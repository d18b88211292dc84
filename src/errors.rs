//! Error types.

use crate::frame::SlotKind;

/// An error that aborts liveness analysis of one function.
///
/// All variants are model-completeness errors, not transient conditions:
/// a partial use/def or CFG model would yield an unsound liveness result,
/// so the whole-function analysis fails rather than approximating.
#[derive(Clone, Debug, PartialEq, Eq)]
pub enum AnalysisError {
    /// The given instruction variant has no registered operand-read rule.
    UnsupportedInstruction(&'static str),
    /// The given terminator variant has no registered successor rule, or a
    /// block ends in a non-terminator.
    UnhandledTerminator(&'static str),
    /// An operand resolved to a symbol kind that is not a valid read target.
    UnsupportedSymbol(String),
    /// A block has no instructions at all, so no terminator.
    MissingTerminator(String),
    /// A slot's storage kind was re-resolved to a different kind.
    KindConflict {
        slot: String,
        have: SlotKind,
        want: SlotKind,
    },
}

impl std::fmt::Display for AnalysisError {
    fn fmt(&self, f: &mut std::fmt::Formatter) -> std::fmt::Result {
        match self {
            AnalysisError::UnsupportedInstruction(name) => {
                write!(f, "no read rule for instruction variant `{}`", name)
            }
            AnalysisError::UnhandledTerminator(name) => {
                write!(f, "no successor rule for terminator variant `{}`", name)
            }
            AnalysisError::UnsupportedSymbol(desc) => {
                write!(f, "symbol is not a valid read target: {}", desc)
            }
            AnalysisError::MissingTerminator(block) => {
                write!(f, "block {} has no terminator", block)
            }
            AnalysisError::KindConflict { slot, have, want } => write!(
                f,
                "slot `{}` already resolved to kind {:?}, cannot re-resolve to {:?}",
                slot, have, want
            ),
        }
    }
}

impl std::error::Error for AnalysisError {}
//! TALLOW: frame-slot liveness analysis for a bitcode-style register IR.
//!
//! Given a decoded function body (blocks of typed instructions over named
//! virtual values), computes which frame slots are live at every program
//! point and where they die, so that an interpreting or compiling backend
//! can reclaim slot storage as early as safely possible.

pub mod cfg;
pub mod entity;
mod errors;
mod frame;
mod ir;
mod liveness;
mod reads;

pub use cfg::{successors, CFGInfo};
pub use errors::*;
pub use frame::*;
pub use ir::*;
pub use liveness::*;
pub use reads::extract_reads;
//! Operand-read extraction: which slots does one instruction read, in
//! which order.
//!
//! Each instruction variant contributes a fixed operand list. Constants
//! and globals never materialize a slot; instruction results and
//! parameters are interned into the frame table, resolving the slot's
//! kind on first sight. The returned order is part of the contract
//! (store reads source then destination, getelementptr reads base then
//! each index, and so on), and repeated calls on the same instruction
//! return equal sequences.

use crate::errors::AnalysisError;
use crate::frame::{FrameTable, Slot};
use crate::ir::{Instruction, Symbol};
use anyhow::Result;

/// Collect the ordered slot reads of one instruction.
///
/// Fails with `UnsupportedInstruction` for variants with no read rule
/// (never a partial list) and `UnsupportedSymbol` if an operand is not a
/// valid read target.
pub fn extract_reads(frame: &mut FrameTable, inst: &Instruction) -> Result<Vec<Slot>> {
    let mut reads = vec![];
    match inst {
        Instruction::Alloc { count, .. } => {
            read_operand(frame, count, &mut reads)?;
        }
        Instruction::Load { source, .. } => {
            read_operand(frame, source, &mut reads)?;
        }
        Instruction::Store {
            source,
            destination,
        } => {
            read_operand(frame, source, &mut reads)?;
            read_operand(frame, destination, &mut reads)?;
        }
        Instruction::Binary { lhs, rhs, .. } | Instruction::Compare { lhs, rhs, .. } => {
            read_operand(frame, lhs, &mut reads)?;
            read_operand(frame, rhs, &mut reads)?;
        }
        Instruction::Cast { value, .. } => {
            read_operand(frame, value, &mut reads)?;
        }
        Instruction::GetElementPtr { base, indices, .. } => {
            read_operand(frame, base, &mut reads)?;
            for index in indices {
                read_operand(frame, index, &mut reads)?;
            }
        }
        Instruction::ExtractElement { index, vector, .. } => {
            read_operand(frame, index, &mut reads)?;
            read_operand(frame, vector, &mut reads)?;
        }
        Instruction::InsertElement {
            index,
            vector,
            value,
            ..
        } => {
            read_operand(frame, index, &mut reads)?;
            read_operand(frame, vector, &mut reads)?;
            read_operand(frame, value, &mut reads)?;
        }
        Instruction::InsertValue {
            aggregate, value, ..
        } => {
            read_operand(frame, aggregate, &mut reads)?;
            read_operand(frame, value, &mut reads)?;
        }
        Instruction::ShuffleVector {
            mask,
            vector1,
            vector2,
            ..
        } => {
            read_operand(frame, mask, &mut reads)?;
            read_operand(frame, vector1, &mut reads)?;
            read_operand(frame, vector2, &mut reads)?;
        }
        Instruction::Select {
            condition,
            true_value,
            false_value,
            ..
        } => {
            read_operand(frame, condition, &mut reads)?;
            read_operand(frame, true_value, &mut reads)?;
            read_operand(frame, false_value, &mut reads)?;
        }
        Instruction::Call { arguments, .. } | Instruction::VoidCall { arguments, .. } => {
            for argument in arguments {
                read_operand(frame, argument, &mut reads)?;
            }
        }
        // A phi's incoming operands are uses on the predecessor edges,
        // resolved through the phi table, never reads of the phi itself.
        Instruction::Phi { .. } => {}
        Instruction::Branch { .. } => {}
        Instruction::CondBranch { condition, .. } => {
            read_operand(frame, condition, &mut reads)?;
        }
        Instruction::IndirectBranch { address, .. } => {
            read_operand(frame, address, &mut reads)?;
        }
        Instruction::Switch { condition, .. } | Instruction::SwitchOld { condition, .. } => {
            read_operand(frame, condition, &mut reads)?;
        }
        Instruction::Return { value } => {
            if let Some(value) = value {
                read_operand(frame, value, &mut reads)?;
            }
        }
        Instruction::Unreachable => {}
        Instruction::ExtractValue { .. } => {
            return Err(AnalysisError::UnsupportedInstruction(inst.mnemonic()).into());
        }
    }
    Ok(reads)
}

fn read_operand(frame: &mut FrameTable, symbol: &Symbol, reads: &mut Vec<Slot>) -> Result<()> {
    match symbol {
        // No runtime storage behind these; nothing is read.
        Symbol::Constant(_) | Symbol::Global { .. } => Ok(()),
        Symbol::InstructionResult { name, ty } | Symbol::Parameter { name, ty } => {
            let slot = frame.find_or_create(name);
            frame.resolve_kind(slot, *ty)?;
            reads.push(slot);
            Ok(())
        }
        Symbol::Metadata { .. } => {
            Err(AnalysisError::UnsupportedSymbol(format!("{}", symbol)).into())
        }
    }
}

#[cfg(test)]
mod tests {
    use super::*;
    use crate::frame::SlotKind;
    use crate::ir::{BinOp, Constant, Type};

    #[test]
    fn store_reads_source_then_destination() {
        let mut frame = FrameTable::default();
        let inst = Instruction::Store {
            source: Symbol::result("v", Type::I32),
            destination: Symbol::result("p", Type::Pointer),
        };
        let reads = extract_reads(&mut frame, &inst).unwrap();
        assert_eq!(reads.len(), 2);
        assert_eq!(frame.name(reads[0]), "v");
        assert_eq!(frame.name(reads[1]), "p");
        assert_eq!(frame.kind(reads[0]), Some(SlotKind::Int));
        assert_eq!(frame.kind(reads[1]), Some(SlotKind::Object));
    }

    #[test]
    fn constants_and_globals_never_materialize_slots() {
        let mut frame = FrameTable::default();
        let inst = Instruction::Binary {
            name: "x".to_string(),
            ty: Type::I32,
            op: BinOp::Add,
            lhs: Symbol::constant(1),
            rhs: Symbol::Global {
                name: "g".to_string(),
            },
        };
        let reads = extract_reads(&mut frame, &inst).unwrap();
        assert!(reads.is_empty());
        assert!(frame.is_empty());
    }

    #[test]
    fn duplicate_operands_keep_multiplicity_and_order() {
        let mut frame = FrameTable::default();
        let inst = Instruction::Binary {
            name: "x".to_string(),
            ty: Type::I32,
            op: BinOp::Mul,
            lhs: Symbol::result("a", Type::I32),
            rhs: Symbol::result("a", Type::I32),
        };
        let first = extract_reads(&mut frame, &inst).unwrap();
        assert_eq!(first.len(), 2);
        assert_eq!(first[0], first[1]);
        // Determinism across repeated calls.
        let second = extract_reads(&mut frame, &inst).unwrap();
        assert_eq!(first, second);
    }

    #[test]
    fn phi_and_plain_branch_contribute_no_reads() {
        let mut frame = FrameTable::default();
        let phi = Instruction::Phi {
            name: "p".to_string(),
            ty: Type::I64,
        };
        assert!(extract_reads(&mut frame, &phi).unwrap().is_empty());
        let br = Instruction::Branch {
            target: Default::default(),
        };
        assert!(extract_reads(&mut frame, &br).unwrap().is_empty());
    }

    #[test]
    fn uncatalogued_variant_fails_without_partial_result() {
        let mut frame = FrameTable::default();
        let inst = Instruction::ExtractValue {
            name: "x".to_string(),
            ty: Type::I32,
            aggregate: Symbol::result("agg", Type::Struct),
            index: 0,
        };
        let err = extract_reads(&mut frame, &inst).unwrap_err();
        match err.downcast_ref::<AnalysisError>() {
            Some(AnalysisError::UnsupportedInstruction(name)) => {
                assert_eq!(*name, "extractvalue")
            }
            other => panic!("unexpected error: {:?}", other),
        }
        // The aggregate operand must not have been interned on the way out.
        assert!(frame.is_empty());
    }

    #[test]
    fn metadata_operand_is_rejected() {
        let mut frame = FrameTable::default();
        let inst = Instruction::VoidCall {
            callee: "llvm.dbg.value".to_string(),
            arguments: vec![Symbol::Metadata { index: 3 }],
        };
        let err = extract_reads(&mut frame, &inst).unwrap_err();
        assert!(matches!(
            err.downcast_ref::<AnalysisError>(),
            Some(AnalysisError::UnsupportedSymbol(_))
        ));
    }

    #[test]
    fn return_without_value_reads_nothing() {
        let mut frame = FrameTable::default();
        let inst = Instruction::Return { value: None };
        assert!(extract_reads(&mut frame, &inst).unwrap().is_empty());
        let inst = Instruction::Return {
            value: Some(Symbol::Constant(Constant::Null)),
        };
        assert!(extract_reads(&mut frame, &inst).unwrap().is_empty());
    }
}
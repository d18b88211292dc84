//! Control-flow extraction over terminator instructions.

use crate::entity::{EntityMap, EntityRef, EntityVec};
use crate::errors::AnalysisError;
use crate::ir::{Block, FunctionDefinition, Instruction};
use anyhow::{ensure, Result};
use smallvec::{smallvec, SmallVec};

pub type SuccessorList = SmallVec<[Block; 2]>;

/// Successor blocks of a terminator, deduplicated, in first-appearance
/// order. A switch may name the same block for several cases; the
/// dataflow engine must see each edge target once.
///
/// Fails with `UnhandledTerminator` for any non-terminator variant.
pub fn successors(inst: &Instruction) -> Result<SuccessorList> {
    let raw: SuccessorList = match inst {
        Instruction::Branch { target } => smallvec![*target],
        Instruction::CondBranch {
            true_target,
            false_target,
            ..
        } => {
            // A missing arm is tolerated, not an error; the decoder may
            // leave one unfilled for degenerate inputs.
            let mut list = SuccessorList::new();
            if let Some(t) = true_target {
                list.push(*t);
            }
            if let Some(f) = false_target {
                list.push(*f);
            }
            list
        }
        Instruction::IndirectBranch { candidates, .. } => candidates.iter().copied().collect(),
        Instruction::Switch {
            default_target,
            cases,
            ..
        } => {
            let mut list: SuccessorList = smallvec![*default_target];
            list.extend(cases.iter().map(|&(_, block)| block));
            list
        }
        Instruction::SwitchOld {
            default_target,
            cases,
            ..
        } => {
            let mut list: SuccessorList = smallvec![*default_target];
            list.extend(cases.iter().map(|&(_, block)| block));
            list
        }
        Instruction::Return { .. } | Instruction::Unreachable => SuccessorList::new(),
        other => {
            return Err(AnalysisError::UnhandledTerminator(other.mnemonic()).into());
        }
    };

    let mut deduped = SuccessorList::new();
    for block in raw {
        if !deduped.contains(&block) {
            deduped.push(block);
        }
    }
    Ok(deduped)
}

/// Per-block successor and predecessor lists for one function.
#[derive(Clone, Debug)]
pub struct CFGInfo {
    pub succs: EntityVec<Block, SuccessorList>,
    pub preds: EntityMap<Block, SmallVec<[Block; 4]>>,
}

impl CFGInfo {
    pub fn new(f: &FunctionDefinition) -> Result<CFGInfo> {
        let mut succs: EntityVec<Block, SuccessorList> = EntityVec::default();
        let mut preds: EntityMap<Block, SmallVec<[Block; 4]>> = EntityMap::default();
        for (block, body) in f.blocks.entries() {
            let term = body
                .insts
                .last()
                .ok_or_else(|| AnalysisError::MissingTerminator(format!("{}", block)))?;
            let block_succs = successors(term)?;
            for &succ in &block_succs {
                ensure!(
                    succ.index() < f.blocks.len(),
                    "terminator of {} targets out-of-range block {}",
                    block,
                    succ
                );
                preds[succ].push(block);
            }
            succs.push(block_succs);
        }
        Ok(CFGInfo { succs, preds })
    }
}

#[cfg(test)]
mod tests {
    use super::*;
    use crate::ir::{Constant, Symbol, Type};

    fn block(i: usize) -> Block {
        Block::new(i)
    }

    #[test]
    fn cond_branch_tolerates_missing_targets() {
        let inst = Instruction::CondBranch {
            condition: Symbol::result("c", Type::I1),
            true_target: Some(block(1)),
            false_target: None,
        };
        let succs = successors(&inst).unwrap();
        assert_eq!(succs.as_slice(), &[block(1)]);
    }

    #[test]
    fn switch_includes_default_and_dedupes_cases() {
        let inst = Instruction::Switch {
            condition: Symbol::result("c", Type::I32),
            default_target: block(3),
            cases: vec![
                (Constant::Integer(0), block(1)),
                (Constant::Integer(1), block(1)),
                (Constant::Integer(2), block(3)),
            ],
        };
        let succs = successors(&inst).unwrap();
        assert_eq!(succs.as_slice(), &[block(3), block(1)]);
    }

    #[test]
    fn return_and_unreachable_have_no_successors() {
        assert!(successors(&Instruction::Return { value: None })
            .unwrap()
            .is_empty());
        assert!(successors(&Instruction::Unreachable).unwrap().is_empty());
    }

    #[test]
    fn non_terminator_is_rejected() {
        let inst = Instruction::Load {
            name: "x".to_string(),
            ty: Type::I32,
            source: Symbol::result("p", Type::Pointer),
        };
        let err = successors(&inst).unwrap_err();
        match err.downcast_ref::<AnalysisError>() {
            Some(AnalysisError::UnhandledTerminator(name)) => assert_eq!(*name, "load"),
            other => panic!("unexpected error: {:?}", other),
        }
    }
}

• _EXERCISE REQUIREMENTS_: Whenever a line in the entries holds the word "write", copy that line.

• _SOLVED PROBLEM_:
                write!(f, "no read rule for instruction variant `{}`", name)
                write!(f, "no successor rule for terminator variant `{}`", name)
                write!(f, "symbol is not a valid read target: {}", desc)
                write!(f, "block {} has no terminator", block)
            AnalysisError::KindConflict { slot, have, want } => write!(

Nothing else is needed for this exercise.